TE Vwgh Erkenntnis 1990/5/30 90/01/0083

JUSLINE Entscheidung

Veröffentlicht am 30.05.1990
beobachten
merken

Index

41/02 Passrecht Fremdenrecht;
49/01 Flüchtlinge;

Norm

AsylG 1968 §1;
FlKonv Art1 AbschnA Z2;
FlKonv Art1 AbschnA;

Betreff

N gegen Bundesminister für Inneres vom 25. Jänner 1990, Zl. 4 288.770/2-III/13/90, betreffend Feststellung der Flüchtlingseigenschaft

Spruch

Die Beschwerde wird als unbegründet abgewiesen.

Begründung

Nach dem Inhalt der Beschwerdeschrift und der vorgelegten Ausfertigung des angefochtenen Bescheides ist der Beschwerdeführer tschechoslowakischer Staatsangehöriger, reiste am 4. Dezember 1989 in das Bundesgebiet ein und beantragte am 5. Dezember 1989 Asyl.
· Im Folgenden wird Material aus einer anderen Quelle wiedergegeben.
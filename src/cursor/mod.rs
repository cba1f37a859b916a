//! Batched server-side cursors.
//!
//! This module contains the cursor reply parsing and the `BatchCursor`
//! iterator that owns a server cursor id:
//! - batch pulls via `getMore`
//! - client-side limit enforcement with final-batch truncation
//! - mandatory `killCursors` release on close, drain-at-limit, or drop

mod batch;
mod batch_cursor;

pub use batch::CursorBatch;
pub use batch_cursor::{BatchCursor, CursorConfig};

#[cfg(test)]
mod tests;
Bei seiner niederschriftlichen Befragung am 19. Dezember 1989 gab der Beschwerdeführer im wesentlichen an, er sei im Jahre 1980 wegen Betrugs zu einer Haftstrafe von mehr als drei Jahren verurteilt worden, die er auch teilweise verbüßt habe. Er hätte als Restaurantgeschäftsführer Überstundenabrechnungen fingiert. Politische Gründe für das Verlassen seines Heimatstaates könne er nicht angeben. Er wolle in Österreich bleiben und nach Kanada auswandern. Man habe ihn verurteilt, obwohl er unschuldig gewesen sei.

Mit Bescheid der Sicherheitsdirektion für das Bundesland Niederösterreich vom 28. Dezember 1989 wurde festgestellt, daß der Beschwerdeführer nicht Flüchtling im Sinne des Asylgesetzes ist.

Gegen diesen Bescheid erhob der Beschwerdeführer Berufung, in der er im wesentlichen ausführte, die Situation in seinem Heimatland habe sich noch nicht dahingehend geändert, daß demokratische Gesetze zur Anwendung kämen. Der Beschwerdeführer könne deshalb keine Wiederaufnahme des Verfahrens beantragen. Er habe unter psychischen Druck ein Geständnis abgelegt.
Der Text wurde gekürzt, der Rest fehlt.